• **What is being asked**
Could you count the lines in the entries beneath that hold the word "Secs"? Respond with the number alone.

• **Recorded data**
//! FILENAME: core/crosstab-engine/src/store.rs
//! Collaborator contracts for the field catalog and the record store,
//! plus an in-memory adapter implementing both.
//!
//! The in-memory store keeps responses the way a pivot cache keeps cells:
//! - Each distinct value is stored once per field and referenced by index
//! - A record is a short list of (field, value id) pairs
//! - Lookups by record id go through an index map

use rustc_hash::FxHashMap;
use serde::{Deserialize, Serialize};
use smallvec::SmallVec;

use crate::definition::{Field, FieldId, RecordId};
use crate::error::StoreError;
use crate::filter::RecordPredicate;

// ============================================================================
// RECORD VIEW
// ============================================================================

/// The responses one record holds for the fields a request asked for.
#[derive(Debug, Clone, PartialEq, Default, Serialize, Deserialize)]
#[serde(rename_all = "camelCase")]
pub struct ResponseRecord {
    pub record_id: RecordId,

    /// Stored value per field. A field without a response is absent.
    pub values: FxHashMap<FieldId, String>,
}

impl ResponseRecord {
    pub fn new(record_id: RecordId) -> Self {
        ResponseRecord {
            record_id,
            values: FxHashMap::default(),
        }
    }

    pub fn with_value(mut self, field_id: FieldId, value: impl Into<String>) -> Self {
        self.values.insert(field_id, value.into());
        self
    }

    pub fn value(&self, field_id: FieldId) -> Option<&str> {
        self.values.get(&field_id).map(String::as_str)
    }
}

// ============================================================================
// COLLABORATOR TRAITS
// ============================================================================

/// Resolves declared fields.
pub trait FieldCatalog: Send + Sync {
    /// Returns `Ok(None)` when no field has this id.
    fn field(&self, id: FieldId) -> Result<Option<Field>, StoreError>;
}

/// Enumerates records and their responses.
pub trait RecordStore: Send + Sync {
    /// Every record holding a response for at least one of `field_ids`,
    /// with the values of those fields.
    fn records(&self, field_ids: &[FieldId]) -> Result<Vec<ResponseRecord>, StoreError>;

    /// Records passing `predicate`. Adapters that can translate the filters
    /// into their own query language override this; the default filters in
    /// memory. Returned records still carry the values of every `field_ids`
    /// entry, since the aggregator re-checks the predicate.
    fn records_matching(
        &self,
        field_ids: &[FieldId],
        predicate: &RecordPredicate,
    ) -> Result<Vec<ResponseRecord>, StoreError> {
        Ok(self
            .records(field_ids)?
            .into_iter()
            .filter(|record| predicate.matches(record))
            .collect())
    }
}

// ============================================================================
// IN-MEMORY ADAPTER
// ============================================================================

/// Index into a field's interned value list.
pub type ValueId = u32;

/// Distinct values of one field.
#[derive(Debug, Clone, Default)]
struct FieldValues {
    value_to_id: FxHashMap<String, ValueId>,
    id_to_value: Vec<String>,
}

impl FieldValues {
    fn intern(&mut self, value: &str) -> ValueId {
        if let Some(&id) = self.value_to_id.get(value) {
            return id;
        }
        let id = self.id_to_value.len() as ValueId;
        self.id_to_value.push(value.to_string());
        self.value_to_id.insert(value.to_string(), id);
        id
    }

    fn get(&self, id: ValueId) -> Option<&str> {
        self.id_to_value.get(id as usize).map(String::as_str)
    }
}

#[derive(Debug, Clone)]
struct StoredRecord {
    record_id: RecordId,
    values: SmallVec<[(FieldId, ValueId); 8]>,
}

/// In-memory field catalog and record store.
#[derive(Debug, Clone, Default)]
pub struct MemoryStore {
    fields: FxHashMap<FieldId, Field>,
    values: FxHashMap<FieldId, FieldValues>,
    records: Vec<StoredRecord>,
    record_index: FxHashMap<RecordId, usize>,
}

impl MemoryStore {
    pub fn new() -> Self {
        Self::default()
    }

    /// Declares (or replaces) a field.
    pub fn add_field(&mut self, field: Field) {
        self.fields.insert(field.id, field);
    }

    /// Stores a response. A record holds at most one value per field, so a
    /// second response for the same pair replaces the first.
    pub fn add_response(&mut self, record_id: RecordId, field_id: FieldId, value: &str) {
        let value_id = self.values.entry(field_id).or_default().intern(value);

        let idx = match self.record_index.get(&record_id) {
            Some(&idx) => idx,
            None => {
                self.records.push(StoredRecord {
                    record_id,
                    values: SmallVec::new(),
                });
                let idx = self.records.len() - 1;
                self.record_index.insert(record_id, idx);
                idx
            }
        };

        let record = &mut self.records[idx];
        match record.values.iter_mut().find(|(f, _)| *f == field_id) {
            Some(slot) => slot.1 = value_id,
            None => record.values.push((field_id, value_id)),
        }
    }

    /// Stores several responses of one record.
    pub fn add_record(&mut self, record_id: RecordId, responses: &[(FieldId, &str)]) {
        for &(field_id, value) in responses {
            self.add_response(record_id, field_id, value);
        }
    }

    pub fn record_count(&self) -> usize {
        self.records.len()
    }

    /// Number of distinct values stored for a field.
    pub fn unique_count(&self, field_id: FieldId) -> usize {
        self.values
            .get(&field_id)
            .map_or(0, |v| v.id_to_value.len())
    }

    fn materialize(&self, record: &StoredRecord, field_ids: &[FieldId]) -> Option<ResponseRecord> {
        let mut out = ResponseRecord::new(record.record_id);
        for &(field_id, value_id) in &record.values {
            if !field_ids.contains(&field_id) {
                continue;
            }
            if let Some(value) = self.values.get(&field_id).and_then(|v| v.get(value_id)) {
                out.values.insert(field_id, value.to_string());
            }
        }
        if out.values.is_empty() {
            None
        } else {
            Some(out)
        }
    }
}

impl FieldCatalog for MemoryStore {
    fn field(&self, id: FieldId) -> Result<Option<Field>, StoreError> {
        Ok(self.fields.get(&id).cloned())
    }
}

impl RecordStore for MemoryStore {
    fn records(&self, field_ids: &[FieldId]) -> Result<Vec<ResponseRecord>, StoreError> {
        Ok(self
            .records
            .iter()
            .filter_map(|record| self.materialize(record, field_ids))
            .collect())
    }
}
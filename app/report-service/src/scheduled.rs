//! FILENAME: app/report-service/src/scheduled.rs
//! PURPOSE: Renders scheduled cross-tab reports into email payloads.
//! CONTEXT: Uses the same engine entry point as the report builder, so a
//! scheduled report always matches what the builder shows. Delivery is
//! handled elsewhere.

use chrono::{DateTime, SecondsFormat, Utc};
use serde::{Deserialize, Serialize};

use crate::commands::generate_cross_tab;
use crate::config::ScheduledReport;
use crate::types::CrossTabResponse;
use crate::{log_error, log_info, AppState};

/// Everything a mailer needs to send one report
#[derive(Debug, Clone, PartialEq, Serialize, Deserialize)]
#[serde(rename_all = "camelCase")]
pub struct ReportPayload {
    pub report_name: String,
    pub subject: String,
    pub recipients: Vec<String>,
    /// RFC 3339, UTC
    pub generated_at: String,
    pub result: CrossTabResponse,
}

/// Builds the payload for one scheduled report
pub fn render_scheduled_report(
    state: &AppState,
    report: &ScheduledReport,
    now: DateTime<Utc>,
) -> Result<ReportPayload, String> {
    let result = generate_cross_tab(state, report.request.clone())?;

    let subject = format!(
        "{}: {} by {} ({})",
        report.name,
        result.metadata.row_field.title(),
        result.metadata.column_field.title(),
        now.format("%Y-%m-%d")
    );

    Ok(ReportPayload {
        report_name: report.name.clone(),
        subject,
        recipients: report.recipients.clone(),
        generated_at: now.to_rfc3339_opts(SecondsFormat::Secs, true),
        result,
    })
}

/// Renders every configured report due at `now`, in configured order.
/// A failing report does not stop the others.
pub fn render_due_reports(
    state: &AppState,
    now: DateTime<Utc>,
) -> Result<Vec<Result<ReportPayload, String>>, String> {
    let reports = state
        .scheduled_reports
        .lock()
        .map_err(|e| format!("Lock error: {}", e))?
        .clone();

    let due: Vec<&ScheduledReport> = reports.iter().filter(|r| r.frequency.is_due(now)).collect();
    log_info!(
        "SCHEDULE",
        "{} of {} scheduled reports due at {}",
        due.len(),
        reports.len(),
        now.to_rfc3339_opts(SecondsFormat::Secs, true)
    );

    Ok(due
        .into_iter()
        .map(|report| {
            render_scheduled_report(state, report, now).map_err(|e| {
                log_error!(
                    "SCHEDULE",
                    "report '{}' ({}) failed: {}",
                    report.name,
                    report.frequency.as_str(),
                    e
                );
                format!("{}: {}", report.name, e)
            })
        })
        .collect())
}
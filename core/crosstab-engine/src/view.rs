//! FILENAME: core/crosstab-engine/src/view.rs
//! Cross-Tab View - The result handed to report renderers.
//!
//! Shape invariants:
//! - `data.len() == row_labels.len()`
//! - every row of `data` has `column_labels.len()` cells
//! - totals line up with labels

use serde::{Deserialize, Serialize};

use crate::definition::{AggregationMode, Field, RecordId};

/// Echo of the resolved request, for renderer titles.
#[derive(Debug, Clone, PartialEq, Serialize, Deserialize)]
#[serde(rename_all = "camelCase")]
pub struct CrossTabMetadata {
    pub row_field: Field,
    pub column_field: Field,
    pub aggregation_type: AggregationMode,
}

/// A dense cross-tab matrix with totals.
#[derive(Debug, Clone, PartialEq, Serialize, Deserialize)]
#[serde(rename_all = "camelCase")]
pub struct CrossTabResult {
    pub row_labels: Vec<String>,
    pub column_labels: Vec<String>,

    /// rows × columns
    pub data: Vec<Vec<f64>>,

    pub row_totals: Vec<f64>,
    pub column_totals: Vec<f64>,
    pub grand_total: f64,

    pub metadata: CrossTabMetadata,
}

impl CrossTabResult {
    /// A valid 0×0 report.
    pub fn empty(metadata: CrossTabMetadata) -> Self {
        CrossTabResult {
            row_labels: Vec::new(),
            column_labels: Vec::new(),
            data: Vec::new(),
            row_totals: Vec::new(),
            column_totals: Vec::new(),
            grand_total: 0.0,
            metadata,
        }
    }

    pub fn is_empty(&self) -> bool {
        self.row_labels.is_empty() && self.column_labels.is_empty()
    }

    /// (rows, columns)
    pub fn dimensions(&self) -> (usize, usize) {
        (self.row_labels.len(), self.column_labels.len())
    }

    /// Looks up one cell by its labels.
    pub fn cell(&self, row_label: &str, column_label: &str) -> Option<f64> {
        let row = self.row_labels.iter().position(|l| l == row_label)?;
        let col = self.column_labels.iter().position(|l| l == column_label)?;
        self.data.get(row)?.get(col).copied()
    }

    pub fn row_total(&self, row_label: &str) -> Option<f64> {
        let row = self.row_labels.iter().position(|l| l == row_label)?;
        self.row_totals.get(row).copied()
    }

    pub fn column_total(&self, column_label: &str) -> Option<f64> {
        let col = self.column_labels.iter().position(|l| l == column_label)?;
        self.column_totals.get(col).copied()
    }
}

// ============================================================================
// DRILL-DOWN
// ============================================================================

/// Records behind one cell, row or column of a cross-tab.
#[derive(Debug, Clone, PartialEq, Serialize, Deserialize)]
#[serde(rename_all = "camelCase")]
pub struct DrillDownResult {
    /// None means "any row".
    pub row_label: Option<String>,
    /// None means "any column".
    pub column_label: Option<String>,

    /// Matching record ids, at most `max_records`.
    pub record_ids: Vec<RecordId>,

    /// Total number of matching records.
    pub total_count: usize,

    pub max_records: usize,

    pub is_truncated: bool,
}

impl DrillDownResult {
    pub fn new(row_label: Option<String>, column_label: Option<String>, max_records: usize) -> Self {
        DrillDownResult {
            row_label,
            column_label,
            record_ids: Vec::new(),
            total_count: 0,
            max_records,
            is_truncated: false,
        }
    }
}
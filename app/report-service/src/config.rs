//! FILENAME: app/report-service/src/config.rs
//! PURPOSE: Service configuration loaded from a JSON file.

use std::path::{Path, PathBuf};

use chrono::{DateTime, Datelike, Utc, Weekday};
use crosstab_engine::EngineSettings;
use serde::{Deserialize, Serialize};
use thiserror::Error;

use crate::types::CrossTabRequestDto;

#[derive(Error, Debug)]
pub enum ConfigError {
    #[error("Failed to read config: {0}")]
    Io(#[from] std::io::Error),

    #[error("Invalid config: {0}")]
    Parse(#[from] serde_json::Error),
}

/// How often a scheduled report is sent
#[derive(Debug, Clone, Copy, PartialEq, Eq, Serialize, Deserialize, Default)]
#[serde(rename_all = "lowercase")]
pub enum ReportFrequency {
    #[default]
    Daily,
    /// Mondays
    Weekly,
    /// The first of the month
    Monthly,
}

impl ReportFrequency {
    pub fn is_due(&self, now: DateTime<Utc>) -> bool {
        match self {
            ReportFrequency::Daily => true,
            ReportFrequency::Weekly => now.weekday() == Weekday::Mon,
            ReportFrequency::Monthly => now.day() == 1,
        }
    }

    pub fn as_str(&self) -> &'static str {
        match self {
            ReportFrequency::Daily => "daily",
            ReportFrequency::Weekly => "weekly",
            ReportFrequency::Monthly => "monthly",
        }
    }
}

/// A cross-tab emailed on a schedule
#[derive(Debug, Clone, PartialEq, Serialize, Deserialize)]
#[serde(rename_all = "camelCase")]
pub struct ScheduledReport {
    pub name: String,
    pub request: CrossTabRequestDto,
    #[serde(default)]
    pub recipients: Vec<String>,
    #[serde(default)]
    pub frequency: ReportFrequency,
}

#[derive(Debug, Clone, PartialEq, Serialize, Deserialize, Default)]
#[serde(rename_all = "camelCase")]
pub struct ServiceConfig {
    /// Unified log file; console only when absent
    #[serde(default)]
    pub log_file: Option<PathBuf>,

    #[serde(default)]
    pub engine: EngineSettings,

    #[serde(default)]
    pub scheduled_reports: Vec<ScheduledReport>,
}

impl ServiceConfig {
    pub fn from_json_str(text: &str) -> Result<Self, ConfigError> {
        Ok(serde_json::from_str(text)?)
    }

    pub fn load(path: &Path) -> Result<Self, ConfigError> {
        let text = std::fs::read_to_string(path)?;
        Self::from_json_str(&text)
    }
}
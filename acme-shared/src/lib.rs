pub mod models;
pub mod pii;

pub use models::{Booking, BookingStatus, Flight, Passenger};
pub use pii::Masked;
use acme_core::repository::BookingRepository;
use acme_shared::{Booking, Passenger};
use async_trait::async_trait;
use std::collections::HashMap;
use tokio::sync::RwLock;
use tracing::{debug, info};
use uuid::Uuid;

/// Bookings keyed by id. Read-modify-write operations run under a single write lock,
/// so concurrent updates to one key serialize and the last writer wins.
#[derive(Default)]
pub struct InMemoryBookingRepository {
    bookings: RwLock<HashMap<String, Booking>>,
}

impl InMemoryBookingRepository {
    pub fn new() -> Self {
        Self::default()
    }
}

#[async_trait]
impl BookingRepository for InMemoryBookingRepository {
    async fn save(&self, booking: Booking) {
        debug!("Saving booking {}", booking.id);
        self.bookings.write().await.insert(booking.id.clone(), booking);
    }

    async fn find_by_id(&self, id: &str) -> Option<Booking> {
        self.bookings.read().await.get(id).cloned()
    }

    async fn replace_passenger(&self, id: &str, passenger: Passenger) -> Option<Booking> {
        let mut bookings = self.bookings.write().await;
        let existing = bookings.get_mut(id)?;
        let updated = existing.with_passenger(passenger);
        *existing = updated.clone();
        Some(updated)
    }

    async fn cancel(&self, id: &str) -> Option<Booking> {
        let mut bookings = self.bookings.write().await;
        let existing = bookings.get_mut(id)?;
        if existing.is_cancelled() {
            return Some(existing.clone());
        }
        let cancelled = existing.cancelled();
        *existing = cancelled.clone();
        info!("Booking {} moved to {}", id, cancelled.status);
        Some(cancelled)
    }

    async fn list_all(&self) -> Vec<Booking> {
        self.bookings.read().await.values().cloned().collect()
    }

    fn new_id(&self) -> String {
        Uuid::new_v4().to_string()
    }
}

#[cfg(test)]
mod tests {
    use super::*;
    use acme_shared::BookingStatus;
    use std::collections::HashSet;
    use std::sync::Arc;

    fn booking(repo: &InMemoryBookingRepository) -> Booking {
        Booking::confirmed(
            repo.new_id(),
            "FL001".to_string(),
            Passenger::new("A", "a@example.com", "021"),
        )
    }

    #[tokio::test]
    async fn test_save_and_find() {
        let repo = InMemoryBookingRepository::new();
        let b = booking(&repo);
        repo.save(b.clone()).await;

        assert_eq!(repo.find_by_id(&b.id).await, Some(b));
        assert!(repo.find_by_id("missing").await.is_none());
    }

    #[tokio::test]
    async fn test_save_overwrites_same_id() {
        let repo = InMemoryBookingRepository::new();
        let b = booking(&repo);
        repo.save(b.clone()).await;
        repo.save(b.with_passenger(Passenger::new("B", "b@example.com", "022"))).await;

        assert_eq!(repo.list_all().await.len(), 1);
        assert_eq!(repo.find_by_id(&b.id).await.unwrap().passenger.name, "B");
    }

    #[tokio::test]
    async fn test_replace_passenger_only_touches_passenger() {
        let repo = InMemoryBookingRepository::new();
        let b = booking(&repo);
        repo.save(b.clone()).await;

        let updated = repo
            .replace_passenger(&b.id, Passenger::new("New", "new@example.com", "099"))
            .await
            .unwrap();
        assert_eq!(updated.passenger.name, "New");
        assert_eq!(updated.id, b.id);
        assert_eq!(updated.flight_id, b.flight_id);
        assert_eq!(updated.booked_at, b.booked_at);
        assert_eq!(updated.status, BookingStatus::Confirmed);
        assert_eq!(repo.find_by_id(&b.id).await, Some(updated));

        assert!(repo
            .replace_passenger("missing", Passenger::new("X", "x@example.com", "0"))
            .await
            .is_none());
    }

    #[tokio::test]
    async fn test_cancel_is_idempotent() {
        let repo = InMemoryBookingRepository::new();
        let b = booking(&repo);
        repo.save(b.clone()).await;

        let first = repo.cancel(&b.id).await.unwrap();
        assert_eq!(first.status, BookingStatus::Cancelled);
        assert_eq!(first.booked_at, b.booked_at);

        let second = repo.cancel(&b.id).await.unwrap();
        assert_eq!(second, first);
        assert!(repo.cancel("missing").await.is_none());
    }

    #[tokio::test]
    async fn test_list_all_is_a_copy() {
        let repo = InMemoryBookingRepository::new();
        repo.save(booking(&repo)).await;
        repo.save(booking(&repo)).await;

        let mut all = repo.list_all().await;
        assert_eq!(all.len(), 2);
        all.clear();
        assert_eq!(repo.list_all().await.len(), 2);
    }

    #[tokio::test]
    async fn test_new_ids_are_unique() {
        let repo = InMemoryBookingRepository::new();
        let ids: HashSet<String> = (0..1000).map(|_| repo.new_id()).collect();
        assert_eq!(ids.len(), 1000);
        assert!(ids.iter().all(|id| !id.is_empty()));
    }

    #[tokio::test]
    async fn test_concurrent_cancel_and_update() {
        let repo = Arc::new(InMemoryBookingRepository::new());
        let b = booking(&repo);
        repo.save(b.clone()).await;

        let mut handles = Vec::new();
        for i in 0..32 {
            let repo = repo.clone();
            let id = b.id.clone();
            handles.push(tokio::spawn(async move {
                if i % 2 == 0 {
                    repo.cancel(&id).await
                } else {
                    let name = format!("Passenger {}", i);
                    repo.replace_passenger(&id, Passenger::new(name, "p@example.com", "021")).await
                }
            }));
        }
        for handle in handles {
            assert!(handle.await.unwrap().is_some());
        }

        let stored = repo.find_by_id(&b.id).await.unwrap();
        assert_eq!(stored.status, BookingStatus::Cancelled);
        assert_eq!(stored.booked_at, b.booked_at);
        assert_eq!(stored.flight_id, "FL001");
        assert_eq!(repo.list_all().await.len(), 1);
    }
}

• **Exercise output**
2